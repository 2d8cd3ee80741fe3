/// Password hashing using Argon2id
///
/// # Parameters
///
/// - **Algorithm**: Argon2id, version 0x13
/// - **Memory**: 64 MB (65536 KB)
/// - **Iterations**: 3 passes
/// - **Parallelism**: 4 lanes
/// - **Output**: 32-byte hash, PHC string encoding
///
/// Hashing is CPU- and memory-bound; async callers should run it on the
/// blocking pool (see [`crate::service::RewardService::register_user`]).
///
/// # Example
///
/// ```
/// use taskreward_shared::auth::password::{hash_password, verify_password};
///
/// # fn example() -> Result<(), Box<dyn std::error::Error>> {
/// let hash = hash_password("hunter2")?;
///
/// assert!(verify_password("hunter2", &hash)?);
/// assert!(!verify_password("hunter3", &hash)?);
/// # Ok(())
/// # }
/// ```

use argon2::{
    password_hash::{rand_core::OsRng, PasswordHash, PasswordHasher, PasswordVerifier, SaltString},
    Algorithm, Argon2, ParamsBuilder, Version,
};

/// Longest accepted password, in bytes
pub const MAX_PASSWORD_LEN: usize = 256;

/// Error type for password hashing operations
#[derive(Debug, thiserror::Error)]
pub enum PasswordError {
    #[error("Failed to hash password: {0}")]
    HashError(String),

    #[error("Failed to verify password: {0}")]
    VerifyError(String),

    /// Stored hash is not a valid PHC string
    #[error("Invalid password hash format: {0}")]
    InvalidHash(String),
}

fn hasher() -> Result<Argon2<'static>, PasswordError> {
    let params = ParamsBuilder::new()
        .m_cost(65536)
        .t_cost(3)
        .p_cost(4)
        .output_len(32)
        .build()
        .map_err(|e| PasswordError::HashError(format!("Invalid parameters: {}", e)))?;

    Ok(Argon2::new(Algorithm::Argon2id, Version::V0x13, params))
}

/// Hashes a password with a fresh random salt
///
/// Returns the PHC string, e.g.
/// `$argon2id$v=19$m=65536,t=3,p=4$<salt>$<hash>`.
pub fn hash_password(password: &str) -> Result<String, PasswordError> {
    let salt = SaltString::generate(&mut OsRng);

    let password_hash = hasher()?
        .hash_password(password.as_bytes(), &salt)
        .map_err(|e| PasswordError::HashError(format!("Hash generation failed: {}", e)))?;

    Ok(password_hash.to_string())
}

/// Verifies a password against a stored PHC hash
///
/// `Ok(false)` means the password is wrong; `Err` means the stored hash could
/// not be used at all. The comparison is constant-time.
pub fn verify_password(password: &str, hash: &str) -> Result<bool, PasswordError> {
    let parsed_hash = PasswordHash::new(hash)
        .map_err(|e| PasswordError::InvalidHash(format!("Failed to parse hash: {}", e)))?;

    // parameters are read back from the PHC string
    match Argon2::default().verify_password(password.as_bytes(), &parsed_hash) {
        Ok(()) => Ok(true),
        Err(argon2::password_hash::Error::Password) => Ok(false),
        Err(e) => Err(PasswordError::VerifyError(format!("Verification failed: {}", e))),
    }
}

/// Checks the registration password policy
///
/// Passwords must be non-empty and at most [`MAX_PASSWORD_LEN`] bytes.
pub fn validate_password(password: &str) -> Result<(), String> {
    if password.is_empty() {
        return Err("password must not be empty".to_string());
    }

    if password.len() > MAX_PASSWORD_LEN {
        return Err(format!(
            "password must be at most {} bytes",
            MAX_PASSWORD_LEN
        ));
    }

    Ok(())
}
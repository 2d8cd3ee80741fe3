/// Database layer for TaskReward
///
/// # Modules
///
/// - `pool`: PostgreSQL connection pool with health checks
/// - `migrations`: Embedded schema migrations
///
/// Models are in the `models` module at crate root level; the transactional
/// store built on top of them is in `store::postgres`.

pub mod migrations;
pub mod pool;
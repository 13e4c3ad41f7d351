//! Error types for fabric_sync

use thiserror::Error;

/// Result type alias for fabric_sync operations
pub type Result<T> = std::result::Result<T, Error>;

/// Errors that can occur while encoding, diffing or reconciling state
#[derive(Error, Debug)]
pub enum Error {
    #[error("IO error: {0}")]
    Io(#[from] std::io::Error),

    #[error("Serialization error: {0}")]
    Serialization(#[from] bincode::Error),

    #[error("JSON error: {0}")]
    Json(#[from] serde_json::Error),

    /// A path key segment could not be split into type-tag and identity value
    #[error("Malformed key: {0}")]
    MalformedKey(String),

    /// The type-tag is not present in the registry
    #[error("Unknown resource type: {0}")]
    UnknownResourceType(String),

    /// A resource is missing a required identity attribute
    #[error("Invalid resource: {0}")]
    InvalidResource(String),

    /// The backing store rejected or failed an operation
    #[error("Store error: {0}")]
    Store(String),

    #[error("Corruption detected: {0}")]
    Corruption(String),

    #[error("Invalid snapshot file: {0}")]
    InvalidFile(String),

    #[error("Version mismatch: expected {expected}, found {found}")]
    VersionMismatch { expected: u32, found: u32 },

    #[error("Config error: {0}")]
    Config(String),
}

impl Error {
    /// Errors that degrade a single key during resolution instead of
    /// aborting the reconcile pass
    pub fn is_recoverable(&self) -> bool {
        matches!(self, Error::MalformedKey(_) | Error::UnknownResourceType(_))
    }
}
//! Single-file snapshot of a state forest
//!
//! File format:
//! ```text
//! [HEADER: 64 bytes]
//!   - magic: 8 bytes ("FABSTATE")
//!   - version: 4 bytes (u32 LE)
//!   - flags: 4 bytes
//!   - tenant_count: 8 bytes (u64 LE)
//!   - body_len: 8 bytes (u64 LE)
//!   - forest digest: 32 bytes
//!
//! [BODY: body_len bytes]
//!   - zstd-compressed bincode of every tenant's real nodes
//! ```
//!
//! Trees are rebuilt from their entries on load, and the recomputed forest
//! digest must match the header.

use crate::model::{Attributes, Hash, PathKey, TenantId};
use crate::tree::{StateForest, StructuredStateTree};
use crate::{Error, Result, MAGIC, VERSION};
use serde::{Deserialize, Serialize};
use std::fs;
use std::path::{Path, PathBuf};

const HEADER_SIZE: usize = 64;
const COMPRESSION_LEVEL: i32 = 3;

#[derive(Serialize, Deserialize)]
struct SnapshotEntry {
    key: PathKey,
    /// Attributes as JSON text; bincode cannot carry self-describing values
    attributes: String,
}

#[derive(Serialize, Deserialize)]
struct TenantSnapshot {
    tenant: TenantId,
    entries: Vec<SnapshotEntry>,
}

/// Digest over every tenant's id and root hash
pub fn forest_digest(forest: &StateForest) -> Hash {
    let roots: Vec<(&TenantId, Hash)> = forest
        .iter()
        .map(|(tenant, tree)| (tenant, tree.root_hash()))
        .collect();
    let mut parts: Vec<&[u8]> = Vec::with_capacity(roots.len() * 2);
    for (tenant, root) in &roots {
        parts.push(tenant.as_str().as_bytes());
        parts.push(root.as_bytes());
    }
    Hash::digest_many(&parts)
}

/// A forest snapshot stored at a fixed path
#[derive(Clone, Debug)]
pub struct SnapshotFile {
    path: PathBuf,
}

impl SnapshotFile {
    pub fn new(path: impl AsRef<Path>) -> Self {
        SnapshotFile {
            path: path.as_ref().to_path_buf(),
        }
    }

    pub fn path(&self) -> &Path {
        &self.path
    }

    pub fn exists(&self) -> bool {
        self.path.exists()
    }

    /// Write the forest, replacing any previous snapshot atomically.
    /// Returns the forest digest recorded in the header.
    pub fn save(&self, forest: &StateForest) -> Result<Hash> {
        let tenants = forest
            .iter()
            .map(|(tenant, tree)| {
                let entries = tree
                    .entries()
                    .into_iter()
                    .map(|(key, attributes)| {
                        Ok(SnapshotEntry {
                            key,
                            attributes: serde_json::to_string(&attributes)?,
                        })
                    })
                    .collect::<Result<Vec<_>>>()?;
                Ok(TenantSnapshot {
                    tenant: tenant.clone(),
                    entries,
                })
            })
            .collect::<Result<Vec<_>>>()?;

        let body = zstd::encode_all(bincode::serialize(&tenants)?.as_slice(), COMPRESSION_LEVEL)?;
        let digest = forest_digest(forest);

        let mut data = Vec::with_capacity(HEADER_SIZE + body.len());
        data.extend_from_slice(MAGIC);
        data.extend_from_slice(&VERSION.to_le_bytes());
        data.extend_from_slice(&0u32.to_le_bytes());
        data.extend_from_slice(&(tenants.len() as u64).to_le_bytes());
        data.extend_from_slice(&(body.len() as u64).to_le_bytes());
        data.extend_from_slice(digest.as_bytes());
        data.extend_from_slice(&body);

        let tmp = self.path.with_extension("tmp");
        fs::write(&tmp, &data)?;
        fs::rename(&tmp, &self.path)?;
        Ok(digest)
    }

    /// Read and verify the snapshot
    pub fn load(&self) -> Result<StateForest> {
        let data = fs::read(&self.path)?;
        if data.len() < HEADER_SIZE {
            return Err(Error::InvalidFile(format!(
                "{} is shorter than its header",
                self.path.display()
            )));
        }
        let (header, rest) = data.split_at(HEADER_SIZE);

        if &header[0..8] != MAGIC {
            return Err(Error::InvalidFile("Invalid magic bytes".into()));
        }
        let version = u32::from_le_bytes(le_bytes(&header[8..12]));
        if version != VERSION {
            return Err(Error::VersionMismatch {
                expected: VERSION,
                found: version,
            });
        }
        let tenant_count = u64::from_le_bytes(le_bytes(&header[16..24]));
        let body_len = u64::from_le_bytes(le_bytes(&header[24..32]));
        let stored_digest = Hash::from_bytes(le_bytes(&header[32..64]));

        if rest.len() as u64 != body_len {
            return Err(Error::Corruption(format!(
                "body is {} bytes, header says {}",
                rest.len(),
                body_len
            )));
        }

        let tenants: Vec<TenantSnapshot> = bincode::deserialize(&zstd::decode_all(rest)?)?;
        if tenants.len() as u64 != tenant_count {
            return Err(Error::Corruption(format!(
                "found {} tenants, header says {}",
                tenants.len(),
                tenant_count
            )));
        }

        let mut forest = StateForest::new();
        for snapshot in tenants {
            let entries = snapshot
                .entries
                .into_iter()
                .map(|e| Ok((e.key, serde_json::from_str::<Attributes>(&e.attributes)?)))
                .collect::<Result<Vec<_>>>()?;
            forest.insert(snapshot.tenant, StructuredStateTree::from_entries(entries)?);
        }

        let digest = forest_digest(&forest);
        if digest != stored_digest {
            return Err(Error::Corruption(format!(
                "forest digest {} does not match header {}",
                digest.short(),
                stored_digest.short()
            )));
        }
        Ok(forest)
    }

    /// Load the snapshot, or an empty forest if the file does not exist yet
    pub fn load_or_empty(&self) -> Result<StateForest> {
        if self.exists() {
            self.load()
        } else {
            Ok(StateForest::new())
        }
    }
}

/// Copy a header field into a fixed-size array
fn le_bytes<const N: usize>(field: &[u8]) -> [u8; N] {
    let mut out = [0u8; N];
    out.copy_from_slice(field);
    out
}
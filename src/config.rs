//! On-disk configuration for fabric_sync tools

use crate::codec::{ResourceDescriptor, TypeRegistry};
use crate::model::TenantId;
use crate::{Error, Result};
use serde::{Deserialize, Serialize};
use std::path::{Path, PathBuf};

/// File name used under the user config directory
pub const CONFIG_FILE: &str = "fabric_sync.json";

/// Configuration shared by the CLI and embedders
#[derive(Clone, Debug, Default, PartialEq, Serialize, Deserialize)]
pub struct FabricConfig {
    /// Resource types registered on top of the builtin catalog
    #[serde(default)]
    pub types: Vec<ResourceDescriptor>,
    /// Snapshot used when a command is not given one explicitly
    #[serde(default)]
    pub snapshot_path: Option<PathBuf>,
    /// Tenants served by default; empty means every tenant
    #[serde(default)]
    pub served_tenants: Vec<TenantId>,
    /// Log filter used when `RUST_LOG` is unset (e.g. "fabric_sync=debug")
    #[serde(default)]
    pub log_filter: Option<String>,
}

impl FabricConfig {
    /// Load config from `path`, falling back to defaults when it is absent
    pub fn load(path: &Path) -> Result<Self> {
        if path.exists() {
            let content = std::fs::read_to_string(path)?;
            Ok(serde_json::from_str(&content)?)
        } else {
            Ok(Self::default())
        }
    }

    /// Save config as pretty JSON, creating parent directories
    pub fn save(&self, path: &Path) -> Result<()> {
        if let Some(parent) = path.parent() {
            if !parent.as_os_str().is_empty() {
                std::fs::create_dir_all(parent)?;
            }
        }
        let content = serde_json::to_string_pretty(self)?;
        std::fs::write(path, content)?;
        Ok(())
    }

    /// Default config location (~/.config/fabric_sync/fabric_sync.json)
    pub fn default_path() -> Result<PathBuf> {
        let dir = dirs::config_dir()
            .ok_or_else(|| Error::Config("Could not determine config directory".into()))?;
        Ok(dir.join("fabric_sync").join(CONFIG_FILE))
    }

    /// Builtin catalog plus the configured extra types
    pub fn registry(&self) -> Result<TypeRegistry> {
        let mut registry = TypeRegistry::builtin();
        for descriptor in &self.types {
            registry.register(descriptor.clone())?;
        }
        Ok(registry)
    }
}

------------

- _PROBLEM DESCRIPTION_: Show all lines from the entries that hold "SnapshotEntry".

- _SOLUTION FOR THIS TASK_:
struct SnapshotEntry {
    entries: Vec<SnapshotEntry>,
                        Ok(SnapshotEntry {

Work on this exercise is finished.